Spinnefeind
und spähte angespannt in die Nacht.
Sie schwiegen. M inuten später glitt ein Mensch in Regenjacke aus dem Schatten der Kirche.
»Ist er das?«, flüsterte Hardo.
»Ja!« Katinka wollte die Tür öffnen, aber Hardo war schneller.

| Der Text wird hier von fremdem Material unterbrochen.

//! Sleep episode state machine
//!
//! Episode boundaries follow the presence of a usable heart-rate reading and
//! nothing else: a positive aggregate opens (or continues) an episode, an
//! active or empty tick closes it. The calibrated threshold plays no part
//! here so that calibration always learns from the same ground truth.
//!
//! Closing is two-phase. `step` only decides; a candidate long enough to keep
//! comes back as [`Transition::Finalize`] with the tracker still open, and
//! the caller runs [`finalize_episode`] outside its lock before calling
//! [`EpisodeTracker::commit`]. A failed finalize leaves the episode open so a
//! later tick retries the close.

use crate::error::DetectorError;
use crate::stats::representative_heart_rate;
use crate::store::SleepStore;
use crate::types::{SleepEpisode, TickSignal};
use chrono::{DateTime, Duration, Utc};
use tracing::{debug, info};

/// Tracker state. At most one open episode exists at a time.
#[derive(Debug, Clone, Copy, PartialEq, Eq)]
pub enum TrackerState {
    Idle,
    Open { start: DateTime<Utc> },
}

/// Outcome of a single tracker step
#[derive(Debug, Clone, Copy, PartialEq, Eq)]
pub enum Transition {
    /// Idle and still no usable reading
    Idle,
    /// A new episode opened at `start`
    Opened { start: DateTime<Utc> },
    /// The open episode continues
    Continued { start: DateTime<Utc> },
    /// The candidate was shorter than the minimum and was dropped
    Discarded { start: DateTime<Utc>, end: DateTime<Utc> },
    /// The candidate qualifies and must be persisted before committing
    Finalize { start: DateTime<Utc>, end: DateTime<Utc> },
}

#[derive(Debug, Clone)]
pub struct EpisodeTracker {
    state: TrackerState,
    minimal_duration: Duration,
}

impl EpisodeTracker {
    pub fn new(minimal_duration: Duration) -> Self {
        Self {
            state: TrackerState::Idle,
            minimal_duration,
        }
    }

    pub fn state(&self) -> TrackerState {
        self.state
    }

    pub fn is_open(&self) -> bool {
        matches!(self.state, TrackerState::Open { .. })
    }

    /// Advance the state machine with this tick's aggregate
    pub fn step(&mut self, signal: TickSignal, now: DateTime<Utc>) -> Transition {
        let reading = signal.effective().positive();

        match (self.state, reading) {
            (TrackerState::Idle, Some(hr)) => {
                self.state = TrackerState::Open { start: now };
                info!(episode_start = %now, effective_hr = hr, "sleep episode opened");
                Transition::Opened { start: now }
            }
            (TrackerState::Idle, None) => Transition::Idle,
            (TrackerState::Open { start }, Some(_)) => Transition::Continued { start },
            (TrackerState::Open { start }, None) => {
                let end = now.max(start);
                if end - start >= self.minimal_duration {
                    Transition::Finalize { start, end }
                } else {
                    self.state = TrackerState::Idle;
                    debug!(
                        episode_start = %start,
                        episode_end = %end,
                        "sleep episode too short, discarded"
                    );
                    Transition::Discarded { start, end }
                }
            }
        }
    }

    /// Close the episode that started at `start`.
    ///
    /// Returns false if the tracker is not holding that episode.
    pub fn commit(&mut self, start: DateTime<Utc>) -> bool {
        match self.state {
            TrackerState::Open { start: open } if open == start => {
                self.state = TrackerState::Idle;
                true
            }
            _ => false,
        }
    }
}

/// Persist a qualifying episode.
///
/// Loads the tick values recorded in `[start, end]`, derives the
/// representative heart rate and inserts the episode. `Ok(None)` means no
/// readings were recorded for the window and nothing was written.
///
/// An episode already stored under `start` is returned as is. A retried close
/// whose earlier insert landed after its timeout therefore writes nothing.
pub async fn finalize_episode(
    store: &dyn SleepStore,
    start: DateTime<Utc>,
    end: DateTime<Utc>,
) -> Result<Option<SleepEpisode>, DetectorError> {
    if let Some(existing) = store.episode_starting_at(start).await? {
        info!(
            episode_start = %start,
            episode_end = %existing.end,
            "sleep episode already persisted"
        );
        return Ok(Some(existing));
    }

    let values = store.tick_values_between(start, end).await?;

    let Some(representative) = representative_heart_rate(&values) else {
        return Ok(None);
    };

    let episode = SleepEpisode {
        start,
        end,
        representative_heart_rate: representative,
    };
    store.insert_episode(episode).await?;

    info!(
        episode_start = %start,
        episode_end = %end,
        representative_hr = representative,
        samples = values.len(),
        "sleep episode persisted"
    );
    Ok(Some(episode))
}

#[cfg(test)]
mod tests {
    use super::*;
    use crate::store::MemoryStore;
    use crate::types::TickRecord;
    use chrono::TimeZone;
    use pretty_assertions::assert_eq;

    fn t(minutes: i64) -> DateTime<Utc> {
        Utc.with_ymd_and_hms(2024, 1, 15, 22, 0, 0).unwrap() + Duration::minutes(minutes)
    }

    #[test]
    fn test_idle_opens_on_positive_value() {
        let mut tracker = EpisodeTracker::new(Duration::minutes(3));

        assert_eq!(tracker.step(TickSignal::NoData, t(0)), Transition::Idle);
        assert_eq!(tracker.step(TickSignal::Active, t(1)), Transition::Idle);
        assert_eq!(
            tracker.step(TickSignal::Value(59.0), t(2)),
            Transition::Opened { start: t(2) }
        );
        assert_eq!(tracker.state(), TrackerState::Open { start: t(2) });
    }

    #[test]
    fn test_open_continues_on_positive_value() {
        let mut tracker = EpisodeTracker::new(Duration::minutes(3));
        tracker.step(TickSignal::Value(59.0), t(0));

        // Value above any threshold still continues the episode
        assert_eq!(
            tracker.step(TickSignal::Value(88.0), t(1)),
            Transition::Continued { start: t(0) }
        );
    }

    #[test]
    fn test_short_episode_discarded() {
        let mut tracker = EpisodeTracker::new(Duration::minutes(3));
        tracker.step(TickSignal::Value(59.0), t(0));

        assert_eq!(
            tracker.step(TickSignal::Active, t(2)),
            Transition::Discarded {
                start: t(0),
                end: t(2)
            }
        );
        assert_eq!(tracker.state(), TrackerState::Idle);
    }

    #[test]
    fn test_long_episode_awaits_commit() {
        let mut tracker = EpisodeTracker::new(Duration::minutes(3));
        tracker.step(TickSignal::Value(59.0), t(0));

        let transition = tracker.step(TickSignal::NoData, t(3));
        assert_eq!(
            transition,
            Transition::Finalize {
                start: t(0),
                end: t(3)
            }
        );
        // Still open until the caller commits
        assert!(tracker.is_open());

        assert!(!tracker.commit(t(1)));
        assert!(tracker.commit(t(0)));
        assert_eq!(tracker.state(), TrackerState::Idle);
    }

    #[test]
    fn test_uncommitted_close_retries() {
        let mut tracker = EpisodeTracker::new(Duration::minutes(3));
        tracker.step(TickSignal::Value(59.0), t(0));
        tracker.step(TickSignal::NoData, t(5));

        assert_eq!(
            tracker.step(TickSignal::NoData, t(6)),
            Transition::Finalize {
                start: t(0),
                end: t(6)
            }
        );
    }

    #[test]
    fn test_multi_day_duration_not_truncated() {
        let mut tracker = EpisodeTracker::new(Duration::minutes(180));
        tracker.step(TickSignal::Value(59.0), t(0));

        // 25 hours; a seconds-within-day delta would see only one hour here
        let end = t(25 * 60);
        assert_eq!(
            tracker.step(TickSignal::NoData, end),
            Transition::Finalize { start: t(0), end }
        );
    }

    #[tokio::test]
    async fn test_finalize_episode_persists_p95() {
        let store = MemoryStore::new();
        for (minute, value) in [(0, 55.0), (1, 58.0), (2, 60.0), (3, 57.0)] {
            store
                .record_tick(TickRecord {
                    timestamp: t(minute),
                    signal: TickSignal::Value(value),
                })
                .await
                .unwrap();
        }
        // Outside the window
        store
            .record_tick(TickRecord {
                timestamp: t(10),
                signal: TickSignal::Value(80.0),
            })
            .await
            .unwrap();

        let episode = finalize_episode(&store, t(0), t(4)).await.unwrap().unwrap();
        // sorted [55, 57, 58, 60], pos = 2.85 -> 58 + 0.85 * 2 = 59.7
        assert_eq!(episode.representative_heart_rate, 60);
        assert_eq!(store.recent_episodes(10).await.unwrap(), vec![episode]);
    }

    #[tokio::test]
    async fn test_finalize_keeps_already_stored_episode() {
        let store = MemoryStore::new();
        for minute in 0..3 {
            store
                .record_tick(TickRecord {
                    timestamp: t(minute),
                    signal: TickSignal::Value(58.0),
                })
                .await
                .unwrap();
        }

        let first = finalize_episode(&store, t(0), t(10)).await.unwrap().unwrap();
        let retried = finalize_episode(&store, t(0), t(11)).await.unwrap().unwrap();

        assert_eq!(retried, first);
        assert_eq!(retried.end, t(10));
        assert_eq!(store.recent_episodes(10).await.unwrap(), vec![first]);
    }

    #[tokio::test]
    async fn test_finalize_without_samples_writes_nothing() {
        let store = MemoryStore::new();

        let result = finalize_episode(&store, t(0), t(4)).await.unwrap();
        assert!(result.is_none());
        assert!(store.recent_episodes(10).await.unwrap().is_empty());
    }
}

»Steig hinten ein«, zischte er und sprang auf die Straße. »Valentin Kazulé?«
Während Katinka auf die Rückbank kroch, sah sie Valente näher kommen. Seine Locken hingen nass um sein Gesicht. Er wirkte räudig wie ein Straßenköter.
»Und wer sind Sie?«
Hardo zeigte seinen Dienstausweis.
»Steigen Sie ein. Keine Angst, es geht nur darum, dass wir nicht durchweichen.«
Valente öffnete die Beifahrertür und ließ sich auf den Sitz fallen.
»Hallo, Valente!«
Er zuckte zusammen, drehte sich aber nicht zu Katinka um.
»Also, was haben Sie uns zu sagen?«
»Dürfen Sie das eigentlich?«, fragte Valente.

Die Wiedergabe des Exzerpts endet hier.